The project has gone through quite a few different very-low-budget but very-labor-intensive phases.

(We are a low budget organization, and being a retired school teacher, I for one have more time than I have money.)

The first phase involved me trying to re-install the clutches on the original gear and synchronous motor system from the 1970s.

This required careful disassembly and re-assembly of a very complex gear train, which I did accomplish, but I was unable to fine-tune the exact amount of friction needed, so I gave up on that approach and decided to try an electronic conversion that many other folks had been using on their own telescopes.

Namely, an Arduino-based system called OnStep that grew out of the modern CNC industry that powers modern 3-D printers and most modern fabricating machinery of all types.

Our version has MaXESP3 boards made and sold or generously given to us by Ken Hunter and George Cushing. We have also had considerable help from OnStep’s Howard Dutton, Robert Benward, and NCA’s own Prasad Agrahar.

The MaxEsp board (about the size of my hand) powered two little stepper motors (roughly cubical, 5 cm on a side) donated by Prasad. We were given by Ken, and also purchased, some tiny LVL and TMC stepper drivers about the size of a postage stamp that fit into rails on the MaxEsp board. The motors were connected to the wonderful original Byers gears inside the mount by ingenious little direct-drive couplings donated by Prasad.

This rebuild required me to remove all the original motors and gears and clutches in the scope mount’s motor box and carefully line up the new motors with the telescope shaft, which required some careful machining and filing.

We discovered that those stepper motors didn’t have enough torque to drive the mount, even with all of the optical tubes removed.

(Btw, connecting all these electrical components was a huge learning curve for me! There are SOOOO MANY different types of connectors, and we have now discarded several types as unsuitable. Wiring up and soldering some of those connectors require the skills and steady hands of a seasoned watchmaker or Heathkit veteran — which I am not. My hands shake terribly!! One small slip of one of my hands, one time, was enough to fry two of those tiny drivers and blow a tiny fuse… I had to adjust a tiny potentiometer screw while the circuit was live… I didn’t realize there was a better place to connect my grounding lead to… fortunately those drivers only cost a few dollars…)

It was suggested to add a belt and put pulleys of different sizes onto the stepper motor and the mount shaft. That required moving the stepper motors and hence a bit more machining.

But that didn’t work either.

So I ordered bigger stepper motors.

But the first ones I ordered also didn’t have enough torque either! I found I could stop their rotation with my bare hand!

So I ordered some more powerful stepper motors.

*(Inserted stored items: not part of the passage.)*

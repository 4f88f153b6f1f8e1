//! Brace-balanced expression scanning.
//!
//! Expressions are captured as raw text: scanning only has to find the
//! boundary. That means tracking bracket depth while skipping over string
//! literals, template literals (including `${}` holes), and comments, and
//! recognizing markup embedded inside the expression, which is consumed by
//! bracket-counting and re-parsed as a nested fragment.

use crate::ast::{Expression, Fragment};
use crate::error::{ErrorCode, ParseError};
use crate::html::{is_bracket_close, is_bracket_open, is_void};
use crate::parser::Parser;
use source_span::Span;

/// Embedded markup may re-enter the parser; past this depth the input is
/// assumed adversarial.
const MAX_MARKUP_DEPTH: usize = 24;

impl<'a> Parser<'a> {
    /// Reads a `{expr}` body. The cursor starts just past the opening `{`
    /// and is left on the closing `}`, which is not consumed.
    pub(crate) fn read_expression(&mut self) -> Result<Expression, ParseError> {
        self.read_expression_until('}', &[])
    }

    /// Reads an expression body until the bracket pairing with `close`
    /// balances out, or until one of `stop_keywords` appears
    /// whitespace-bounded at bracket depth zero. The terminator is not
    /// consumed; for a keyword stop the cursor is left on its first
    /// character.
    pub(crate) fn read_expression_until(
        &mut self,
        close: char,
        stop_keywords: &[&str],
    ) -> Result<Expression, ParseError> {
        let open = match close {
            ')' => '(',
            _ => '{',
        };
        let start = self.index;
        // the opener was already consumed by the caller
        let mut close_depth: u32 = 1;
        // all bracket kinds, for keyword-stop gating
        let mut total_depth: i64 = 0;
        let mut embedded: Option<(usize, Fragment, usize)> = None;

        loop {
            let Some(c) = self.char_at(self.index) else {
                return Err(self.eof_error());
            };
            if c == close {
                close_depth -= 1;
                if close_depth == 0 {
                    break;
                }
                total_depth -= 1;
                self.index += 1;
                continue;
            }
            if c == open {
                close_depth += 1;
                total_depth += 1;
                self.index += 1;
                continue;
            }
            match c {
                '"' | '\'' => {
                    self.index = self.skip_string(self.index, c)?;
                }
                '`' => {
                    self.index = self.skip_template_literal(self.index)?;
                }
                '/' if self.template[self.index..].starts_with("//") => {
                    self.index = self.template[self.index..]
                        .find('\n')
                        .map_or(self.template.len(), |n| self.index + n);
                }
                '/' if self.template[self.index..].starts_with("/*") => {
                    self.index = self.skip_block_comment(self.index)?;
                }
                '<' if embedded.is_none() && self.markup_follows() => {
                    let markup_start = self.index;
                    let markup_end = self.skip_embedded_markup(markup_start)?;
                    let snippet = &self.template[markup_start..markup_end];
                    let fragment = self.parse_embedded_fragment(snippet, markup_start)?;
                    embedded = Some((markup_start, fragment, markup_end));
                    self.index = markup_end;
                }
                c if is_bracket_open(c) => {
                    total_depth += 1;
                    self.index += 1;
                }
                c if is_bracket_close(c) => {
                    total_depth -= 1;
                    self.index += 1;
                }
                c => {
                    if total_depth == 0
                        && !stop_keywords.is_empty()
                        && self.at_stop_keyword(start, stop_keywords)
                    {
                        break;
                    }
                    self.index += c.len_utf8();
                }
            }
        }

        // drop trailing whitespace from the captured text
        let mut end = self.index;
        let bytes = self.template.as_bytes();
        while end > start && bytes[end - 1].is_ascii_whitespace() {
            end -= 1;
        }

        Ok(match embedded {
            None => Expression {
                span: Span::new(start as u32, end as u32),
                code_start: self.template[start..end].to_string(),
                code_end: String::new(),
                children: None,
            },
            Some((markup_start, fragment, markup_end)) => Expression {
                span: Span::new(start as u32, end as u32),
                code_start: self.template[start..markup_start].to_string(),
                code_end: self.template[markup_end..end.max(markup_end)].to_string(),
                children: Some(fragment),
            },
        })
    }

    /// True when the cursor sits on a whitespace-bounded stop keyword.
    fn at_stop_keyword(&self, expr_start: usize, keywords: &[&str]) -> bool {
        let bytes = self.template.as_bytes();
        if self.index == expr_start || !bytes[self.index - 1].is_ascii_whitespace() {
            return false;
        }
        let rest = &self.template[self.index..];
        keywords.iter().any(|kw| {
            rest.starts_with(kw)
                && rest[kw.len()..]
                    .chars()
                    .next()
                    .is_some_and(|c| c.is_ascii_whitespace())
        })
    }

    /// True when `<` at the cursor begins embedded markup rather than a
    /// comparison: the next character must start a tag name.
    fn markup_follows(&self) -> bool {
        self.char_at(self.index + 1)
            .is_some_and(|c| c.is_ascii_alphabetic())
    }

    /// Parses the raw text of one embedded element as a fragment. Node
    /// offsets in the result are relative to the snippet; errors are
    /// re-based onto the enclosing template.
    fn parse_embedded_fragment(
        &self,
        snippet: &str,
        offset: usize,
    ) -> Result<Fragment, ParseError> {
        if self.depth + 1 > MAX_MARKUP_DEPTH {
            return Err(self.error_at(
                ErrorCode::ParseError,
                format!(
                    "Markup inside expressions cannot nest more than {} levels deep",
                    MAX_MARKUP_DEPTH
                ),
                offset,
            ));
        }
        self.nested(snippet)
            .run_to_fragment()
            .map_err(|err| err.rebase(self.template, offset, self.filename))
    }

    /// Skips a quoted string starting at `start`. Returns the index just
    /// past the closing quote.
    pub(crate) fn skip_string(&self, start: usize, quote: char) -> Result<usize, ParseError> {
        let bytes = self.template.as_bytes();
        let mut i = start + 1;
        while i < bytes.len() {
            match bytes[i] {
                b'\\' => i += 2,
                b if b == quote as u8 => return Ok(i + 1),
                _ => i += 1,
            }
        }
        Err(self.eof_error())
    }

    /// Skips a template literal starting at the backtick, including any
    /// `${}` interpolation holes.
    pub(crate) fn skip_template_literal(&self, start: usize) -> Result<usize, ParseError> {
        let bytes = self.template.as_bytes();
        let mut i = start + 1;
        while i < bytes.len() {
            match bytes[i] {
                b'\\' => i += 2,
                b'`' => return Ok(i + 1),
                b'$' if bytes.get(i + 1) == Some(&b'{') => {
                    i = self.skip_js_group(i + 2)?;
                }
                _ => i += 1,
            }
        }
        Err(self.eof_error())
    }

    /// Skips a block comment starting at `/*`.
    fn skip_block_comment(&self, start: usize) -> Result<usize, ParseError> {
        self.template[start + 2..]
            .find("*/")
            .map(|n| start + 2 + n + 2)
            .ok_or_else(|| self.eof_error())
    }

    /// Skips a `{}`-delimited group of JavaScript starting just past the
    /// opening brace, honoring nested strings, templates, and comments.
    /// Returns the index just past the closing brace.
    pub(crate) fn skip_js_group(&self, start: usize) -> Result<usize, ParseError> {
        let bytes = self.template.as_bytes();
        let mut i = start;
        let mut depth: u32 = 1;
        while i < bytes.len() {
            match bytes[i] {
                b'{' => {
                    depth += 1;
                    i += 1;
                }
                b'}' => {
                    depth -= 1;
                    i += 1;
                    if depth == 0 {
                        return Ok(i);
                    }
                }
                b'"' | b'\'' => i = self.skip_string(i, bytes[i] as char)?,
                b'`' => i = self.skip_template_literal(i)?,
                b'/' if bytes.get(i + 1) == Some(&b'*') => i = self.skip_block_comment(i)?,
                b'/' if bytes.get(i + 1) == Some(&b'/') => {
                    i = self.template[i..]
                        .find('\n')
                        .map_or(bytes.len(), |n| i + n);
                }
                _ => i += 1,
            }
        }
        Err(self.eof_error())
    }

    /// Finds the end of one embedded element starting at `<`, by counting
    /// open and close tags. Quoted attribute values and `{}` attribute
    /// expressions may contain `<`/`>` freely.
    fn skip_embedded_markup(&self, start: usize) -> Result<usize, ParseError> {
        let bytes = self.template.as_bytes();
        let mut i = start;
        let mut depth: usize = 0;
        while i < bytes.len() {
            match bytes[i] {
                b'<' if self.template[i..].starts_with("<!--") => {
                    i = self.template[i + 4..]
                        .find("-->")
                        .map(|n| i + 4 + n + 3)
                        .ok_or_else(|| self.eof_error())?;
                }
                b'<' if bytes.get(i + 1) == Some(&b'/') => {
                    i = self.template[i..]
                        .find('>')
                        .map(|n| i + n + 1)
                        .ok_or_else(|| self.eof_error())?;
                    if depth <= 1 {
                        return Ok(i);
                    }
                    depth -= 1;
                }
                b'<' => {
                    let name_start = i + 1;
                    let mut j = name_start;
                    while j < bytes.len()
                        && (bytes[j].is_ascii_alphanumeric()
                            || matches!(bytes[j], b':' | b'-' | b'.' | b'!'))
                    {
                        j += 1;
                    }
                    let name = &self.template[name_start..j];
                    let (tag_end, self_closing) = self.skip_tag_body(j)?;
                    i = tag_end;
                    if self_closing || is_void(name) {
                        if depth == 0 {
                            return Ok(i);
                        }
                    } else {
                        depth += 1;
                    }
                }
                b'{' => i = self.skip_js_group(i + 1)?,
                _ => i += 1,
            }
        }
        Err(self.eof_error())
    }

    /// Scans an open tag from just past its name to its `>`, returning the
    /// index past the bracket and whether the tag was self-closing.
    fn skip_tag_body(&self, start: usize) -> Result<(usize, bool), ParseError> {
        let bytes = self.template.as_bytes();
        let mut i = start;
        while i < bytes.len() {
            match bytes[i] {
                b'>' => return Ok((i + 1, false)),
                b'/' if bytes.get(i + 1) == Some(&b'>') => return Ok((i + 2, true)),
                b'"' | b'\'' => i = self.skip_string(i, bytes[i] as char)?,
                b'{' => i = self.skip_js_group(i + 1)?,
                _ => i += 1,
            }
        }
        Err(self.eof_error())
    }
}
//! HTML-side utilities: void elements, closing-tag omission rules, and
//! character-reference decoding.

/// HTML void elements. These never take content or a closing tag.
/// See: https://developer.mozilla.org/en-US/docs/Glossary/Void_element
const VOID_ELEMENT_NAMES: &[&str] = &[
    "area", "base", "br", "col", "command", "embed", "hr", "img", "input", "keygen", "link",
    "meta", "param", "source", "track", "wbr",
];

/// Returns true if `name` is a void element (or a `!doctype` spelling).
pub fn is_void(name: &str) -> bool {
    VOID_ELEMENT_NAMES
        .iter()
        .any(|v| name.eq_ignore_ascii_case(v))
        || name.eq_ignore_ascii_case("!doctype")
}

/// Tags whose appearance implicitly closes a preceding open tag, per the
/// HTML optional-tag rules.
/// https://html.spec.whatwg.org/multipage/syntax.html#optional-tags
fn disallowed_contents(name: &str) -> Option<&'static [&'static str]> {
    match name {
        "li" => Some(&["li"]),
        "dt" | "dd" => Some(&["dt", "dd"]),
        "p" => Some(&[
            "address", "article", "aside", "blockquote", "div", "dl", "fieldset", "footer",
            "form", "h1", "h2", "h3", "h4", "h5", "h6", "header", "hgroup", "hr", "main", "menu",
            "nav", "ol", "p", "pre", "section", "table", "ul",
        ]),
        "rt" | "rp" => Some(&["rt", "rp"]),
        "optgroup" => Some(&["optgroup"]),
        "option" => Some(&["option", "optgroup"]),
        "thead" | "tbody" => Some(&["tbody", "tfoot"]),
        "tfoot" => Some(&["tbody"]),
        "tr" => Some(&["tr", "tbody"]),
        "td" | "th" => Some(&["td", "th", "tr"]),
        _ => None,
    }
}

/// Returns true when `<current>`'s closing tag may be omitted before an
/// opening `<next>` (or, with `next == None`, before the end of its
/// parent's content).
pub fn closing_tag_omitted(current: &str, next: Option<&str>) -> bool {
    match disallowed_contents(current) {
        Some(successors) => match next {
            Some(next) => successors.contains(&next),
            None => true,
        },
        None => false,
    }
}

/// Returns the closing bracket that pairs with an opening one.
pub fn bracket_pair(open: char) -> Option<char> {
    match open {
        '{' => Some('}'),
        '[' => Some(']'),
        '(' => Some(')'),
        _ => None,
    }
}

/// Returns true for characters that open a bracket group.
pub fn is_bracket_open(c: char) -> bool {
    matches!(c, '{' | '[' | '(')
}

/// Returns true for characters that close a bracket group.
pub fn is_bracket_close(c: char) -> bool {
    matches!(c, '}' | ']' | ')')
}

/// Windows-1252 corrections for the 0x80-0x9f range, which browsers decode
/// leniently. Indexed by `code - 128`.
const WINDOWS_1252: [u32; 32] = [
    8364, 129, 8218, 402, 8222, 8230, 8224, 8225, 710, 8240, 352, 8249, 338, 141, 381, 143, 144,
    8216, 8217, 8220, 8221, 8226, 8211, 8212, 732, 8482, 353, 8250, 339, 157, 382, 376,
];

/// Validates a numeric character-reference code the way browsers do.
/// Returns 0 for codes that cannot be represented.
fn validate_code(code: u32) -> u32 {
    if code == 10 {
        return 32;
    }
    if code < 128 {
        return code;
    }
    if code <= 159 {
        return WINDOWS_1252[(code - 128) as usize];
    }
    if code < 55296 {
        return code;
    }
    if code <= 57343 {
        return 0;
    }
    if code <= 196607 {
        return code;
    }
    0
}

/// The named entities recognized by the decoder. The full HTML table runs
/// to thousands of names; this covers the ones that occur in component
/// templates in practice. Unknown names pass through verbatim.
fn named_entity(name: &str) -> Option<&'static str> {
    Some(match name {
        "amp" | "AMP" => "&",
        "lt" | "LT" => "<",
        "gt" | "GT" => ">",
        "quot" | "QUOT" => "\"",
        "apos" => "'",
        "nbsp" => "\u{a0}",
        "copy" | "COPY" => "\u{a9}",
        "reg" | "REG" => "\u{ae}",
        "trade" => "\u{2122}",
        "deg" => "\u{b0}",
        "plusmn" => "\u{b1}",
        "frac12" => "\u{bd}",
        "frac14" => "\u{bc}",
        "frac34" => "\u{be}",
        "times" => "\u{d7}",
        "divide" => "\u{f7}",
        "laquo" => "\u{ab}",
        "raquo" => "\u{bb}",
        "lsquo" => "\u{2018}",
        "rsquo" => "\u{2019}",
        "ldquo" => "\u{201c}",
        "rdquo" => "\u{201d}",
        "ndash" => "\u{2013}",
        "mdash" => "\u{2014}",
        "hellip" => "\u{2026}",
        "bull" => "\u{2022}",
        "dagger" => "\u{2020}",
        "Dagger" => "\u{2021}",
        "prime" => "\u{2032}",
        "Prime" => "\u{2033}",
        "larr" => "\u{2190}",
        "uarr" => "\u{2191}",
        "rarr" => "\u{2192}",
        "darr" => "\u{2193}",
        "harr" => "\u{2194}",
        "euro" => "\u{20ac}",
        "pound" => "\u{a3}",
        "yen" => "\u{a5}",
        "cent" => "\u{a2}",
        "sect" => "\u{a7}",
        "para" => "\u{b6}",
        "middot" => "\u{b7}",
        "iexcl" => "\u{a1}",
        "iquest" => "\u{bf}",
        "szlig" => "\u{df}",
        "agrave" => "\u{e0}",
        "aacute" => "\u{e1}",
        "eacute" => "\u{e9}",
        "egrave" => "\u{e8}",
        "uuml" => "\u{fc}",
        "ouml" => "\u{f6}",
        "auml" => "\u{e4}",
        "ccedil" => "\u{e7}",
        "ntilde" => "\u{f1}",
        "oslash" => "\u{f8}",
        "aring" => "\u{e5}",
        "aelig" => "\u{e6}",
        "thinsp" => "\u{2009}",
        "ensp" => "\u{2002}",
        "emsp" => "\u{2003}",
        "shy" => "\u{ad}",
        "zwnj" => "\u{200c}",
        "zwj" => "\u{200d}",
        "infin" => "\u{221e}",
        "ne" => "\u{2260}",
        "le" => "\u{2264}",
        "ge" => "\u{2265}",
        "minus" => "\u{2212}",
        _ => return None,
    })
}

/// Decodes HTML character references in `text`. References that do not
/// decode to a valid character are left verbatim, mirroring browser
/// leniency; a trailing `;` is optional.
pub fn decode_character_references(text: &str) -> String {
    let mut out = String::with_capacity(text.len());
    let bytes = text.as_bytes();
    let mut i = 0;
    while i < bytes.len() {
        if bytes[i] != b'&' {
            let c = text[i..].chars().next().unwrap_or('\u{fffd}');
            out.push(c);
            i += c.len_utf8();
            continue;
        }
        // collect the candidate entity body: `#?[a-zA-Z0-9]+`
        let body_start = i + 1;
        let mut j = body_start;
        if j < bytes.len() && bytes[j] == b'#' {
            j += 1;
        }
        while j < bytes.len() && bytes[j].is_ascii_alphanumeric() {
            j += 1;
        }
        if j == body_start || (j == body_start + 1 && bytes[body_start] == b'#') {
            out.push('&');
            i += 1;
            continue;
        }
        let body = &text[body_start..j];
        let consumed = if j < bytes.len() && bytes[j] == b';' { j + 1 } else { j };
        if let Some(decoded) = decode_entity_body(body) {
            out.push_str(&decoded);
            i = consumed;
        } else {
            out.push('&');
            i += 1;
        }
    }
    out
}

fn decode_entity_body(body: &str) -> Option<String> {
    if let Some(numeric) = body.strip_prefix('#') {
        let code = if let Some(hex) = numeric
            .strip_prefix('x')
            .or_else(|| numeric.strip_prefix('X'))
        {
            u32::from_str_radix(hex, 16).ok()?
        } else {
            numeric.parse::<u32>().ok()?
        };
        let code = validate_code(code);
        if code == 0 {
            return None;
        }
        return char::from_u32(code).map(String::from);
    }
    named_entity(body).map(str::to_owned)
}

#[cfg(test)]
mod tests {
    use super::*;
    use pretty_assertions::assert_eq;

    #[test]
    fn test_void_elements() {
        assert!(is_void("br"));
        assert!(is_void("IMG"));
        assert!(is_void("!doctype"));
        assert!(!is_void("div"));
    }

    #[test]
    fn test_closing_tag_omitted() {
        assert!(closing_tag_omitted("li", Some("li")));
        assert!(closing_tag_omitted("p", Some("div")));
        assert!(!closing_tag_omitted("p", Some("span")));
        assert!(closing_tag_omitted("td", None));
        assert!(!closing_tag_omitted("div", None));
    }

    #[test]
    fn test_decode_named_references() {
        assert_eq!(decode_character_references("a &amp; b"), "a & b");
        assert_eq!(decode_character_references("&lt;div&gt;"), "<div>");
        // missing semicolon is tolerated
        assert_eq!(decode_character_references("fish &amp chips"), "fish & chips");
        // unknown names pass through
        assert_eq!(decode_character_references("&bogus;"), "&bogus;");
    }

    #[test]
    fn test_decode_numeric_references() {
        assert_eq!(decode_character_references("&#65;"), "A");
        assert_eq!(decode_character_references("&#x41;"), "A");
        // windows-1252 correction: 0x80 is the euro sign in browsers
        assert_eq!(decode_character_references("&#128;"), "\u{20ac}");
        // surrogate halves cannot be represented
        assert_eq!(decode_character_references("&#55296;"), "&#55296;");
    }

    #[test]
    fn test_bracket_pairing() {
        assert_eq!(bracket_pair('['), Some(']'));
        assert_eq!(bracket_pair('{'), Some('}'));
        assert!(is_bracket_open('('));
        assert!(is_bracket_close(')'));
        assert!(!is_bracket_open('<'));
    }
}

And got rid of the belts and pulleys. (We have extras if anybody’s interested!)

But they needed more current (amperes) and voltage than the Tiny postage-stamp sized stepper drivers could produce.

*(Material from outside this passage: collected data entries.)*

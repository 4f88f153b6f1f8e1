//! Binding contexts for `{#each ... as}` and `{:then}`/`{:catch}`.
//!
//! A context is either a plain identifier or a destructuring pattern. The
//! pattern grammar is not reimplemented here: the raw text is sliced by
//! bracket matching and validated through the external JavaScript parser,
//! using a snippet padded so its offsets line up with the template.

use crate::ast::{Context, Pattern};
use crate::error::{ErrorCode, ParseError};
use crate::html::bracket_pair;
use crate::parser::Parser;
use source_span::Span;

impl<'a> Parser<'a> {
    /// Reads an identifier or a destructuring pattern at the cursor.
    pub(crate) fn read_context(&mut self) -> Result<Context, ParseError> {
        let start = self.index;
        let Some(first) = self.char_at(start) else {
            return Err(self.eof_error());
        };
        if first.is_alphabetic() || first == '_' || first == '$' {
            let Some(identifier) = self.read_identifier()? else {
                return Err(self.error(ErrorCode::UnexpectedToken, "Expected identifier or pattern"));
            };
            return Ok(Context::Identifier(identifier));
        }
        if first != '{' && first != '[' {
            return Err(self.error(ErrorCode::UnexpectedToken, "Expected identifier or pattern"));
        }

        let end = self.scan_pattern(start)?;
        self.index = end;
        let raw = self.template[start..end].to_string();
        self.validate_pattern(start, end, &raw)?;
        Ok(Context::Pattern(Pattern {
            span: Span::new(start as u32, end as u32),
            raw,
        }))
    }

    /// Finds the end of a bracketed pattern by matching each closing
    /// bracket against the most recent opener. Strings inside the pattern
    /// are skipped so brackets in them do not count.
    fn scan_pattern(&self, start: usize) -> Result<usize, ParseError> {
        let bytes = self.template.as_bytes();
        let mut stack: Vec<char> = Vec::new();
        let mut i = start;
        while i < bytes.len() {
            match bytes[i] {
                b'{' | b'[' | b'(' => {
                    stack.push(bytes[i] as char);
                    i += 1;
                }
                b'}' | b']' | b')' => {
                    let close = bytes[i] as char;
                    let expected = stack.pop().and_then(bracket_pair);
                    if expected != Some(close) {
                        return Err(self.error_at(
                            ErrorCode::UnexpectedToken,
                            match expected {
                                Some(c) => format!("Expected {c}"),
                                None => "Unexpected closing bracket".to_string(),
                            },
                            i,
                        ));
                    }
                    i += 1;
                    if stack.is_empty() {
                        return Ok(i);
                    }
                }
                b'"' | b'\'' => i = self.skip_string(i, bytes[i] as char)?,
                b'`' => i = self.skip_template_literal(i)?,
                _ => i += 1,
            }
        }
        Err(self.eof_error())
    }

    /// Runs the pattern text through the JavaScript parser. The snippet
    /// replaces every non-newline character before the pattern with a
    /// space (the last one with `(`) so reported offsets land on the
    /// template directly.
    fn validate_pattern(&self, start: usize, end: usize, raw: &str) -> Result<(), ParseError> {
        let mut snippet = String::with_capacity(start + raw.len() + 5);
        for c in self.template[..start].chars() {
            snippet.push(if c == '\n' { '\n' } else { ' ' });
        }
        snippet.pop();
        snippet.push('(');
        snippet.push_str(raw);
        snippet.push_str(" = 1)");

        match self.js.parse_pattern(&snippet) {
            Ok(_) => Ok(()),
            Err(err) => {
                let offset = err.offset.clamp(start, end);
                Err(self.error_at(ErrorCode::ParseError, err.message, offset))
            }
        }
    }
}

Larger stepper drivers won’t fit directly on the MaxEsp board, and also need more voltage than the board can tolerate.

So Ken Hunter figured out a way to bypass that: he changed (for free!) some of the wiring on the back of two of our MaxEsp boards, and suggested some much larger stepper drivers about the size of a small deck of cards, and a regulated switching power supply that puts out a steady, adjustable direct voltage from 0 to 42 volts that is the size of a medium-length hardback novel.

But the MaxEsp board can’t take that many volts, so we needed something called a buck step-down power supply to reduce the 0-42vdc power down to a steady 10 or 12 volts – just for the MaxEsp board.

We wired all that up and re-adjusted the stepper motors and got the worm gear from the stepper motors to mate properly with the Byers gears on the scope mount — not an easy task! Physically screwing in the gearbox was insanely difficult until We figured out an easier way. We only fried two of the buck power supplies via short-circuits, but this was no great loss since five of them had cost about $15.

Everything worked great when we had all the components wired up **outside** the cavities built into the mount itself. But when we carefully slid the five separate components into those cavities, some of the many, many tiny little colored and numbered and labeled leads broke off that connected all those components, broke off.

Yes, we made wiring diagrams — I think we are on version eight or nine now! (Mine are done in pencil on large sheets of thick art paper. Bob Benward has generously made electronic versions for us; I’ll have to send him the revisions.)

We took it all back out, and did some trouble shooting. I tried using an old Heathkit oscilloscope made by the late Bob Bolster (one of the principal founders of Hopewell) but made little progress until Ken explained **where** to connect the o-scope leads (hint: at the output from the MaxEsp board and not at the output from the drivers), and Alan brought in a brand-new solid-state o-scope.

Using that info, and using Alan’s new, more sensitive and easier-to-use o-scope, and taking careful notes, and examining those outputs on the o-scope screen when we try to slew or track with the scope controls, I finally figured out that one of our OnStep boards had some defects, but the other two were ok.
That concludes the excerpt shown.